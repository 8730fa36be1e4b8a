//! Message types for the XML-RPC protocol
//!
//! The daemon speaks plain XML-RPC: the client sends one `<methodCall>` per
//! HTTP request and receives one `<methodResponse>`, which carries either a
//! single return value or a fault. Serialization lives in `codec.rs`.

use crate::codec;
use crate::error::ProtocolError;
use crate::value::Value;

/// A remote procedure invocation: method name plus positional parameters
#[derive(Debug, Clone, PartialEq)]
pub struct MethodCall {
    /// Remote method name, e.g. `listAddresses`
    pub method_name: String,
    /// Positional parameters in call order
    pub params: Vec<Value>,
}

impl MethodCall {
    /// Create a new method call
    pub fn new(method_name: impl Into<String>, params: Vec<Value>) -> Self {
        Self {
            method_name: method_name.into(),
            params,
        }
    }

    /// Serialize to an XML-RPC request document
    pub fn to_xml(&self) -> String {
        codec::encode_call(self)
    }

    /// Parse an XML-RPC request document
    pub fn from_xml(xml: &str) -> Result<Self, ProtocolError> {
        codec::decode_call(xml)
    }
}

/// Fault reported by the remote endpoint
#[derive(Debug, Clone, PartialEq, Eq)]
pub struct Fault {
    /// `faultCode` member
    pub code: i32,
    /// `faultString` member
    pub message: String,
}

impl Fault {
    /// Create a new fault
    pub fn new(code: i32, message: impl Into<String>) -> Self {
        Self {
            code,
            message: message.into(),
        }
    }
}

impl std::fmt::Display for Fault {
    fn fmt(&self, f: &mut std::fmt::Formatter<'_>) -> std::fmt::Result {
        write!(f, "fault {}: {}", self.code, self.message)
    }
}

/// Response to a [`MethodCall`]
#[derive(Debug, Clone, PartialEq)]
pub enum MethodResponse {
    /// The call returned a value
    Success(Value),
    /// The endpoint reported a fault
    Fault(Fault),
}

impl MethodResponse {
    /// Serialize to an XML-RPC response document
    pub fn to_xml(&self) -> String {
        codec::encode_response(self)
    }

    /// Parse an XML-RPC response document
    pub fn from_xml(xml: &str) -> Result<Self, ProtocolError> {
        codec::decode_response(xml)
    }

    /// Convert into a `Result`, treating a fault as the error case
    pub fn into_result(self) -> Result<Value, Fault> {
        match self {
            MethodResponse::Success(value) => Ok(value),
            MethodResponse::Fault(fault) => Err(fault),
        }
    }
}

+ + +

● **INSTRUCTIONS TO FOLLOW**: Reproduce every line above containing "endpoint".

● **WORKED SOLUTION**:
/// Fault reported by the remote endpoint
    /// The endpoint reported a fault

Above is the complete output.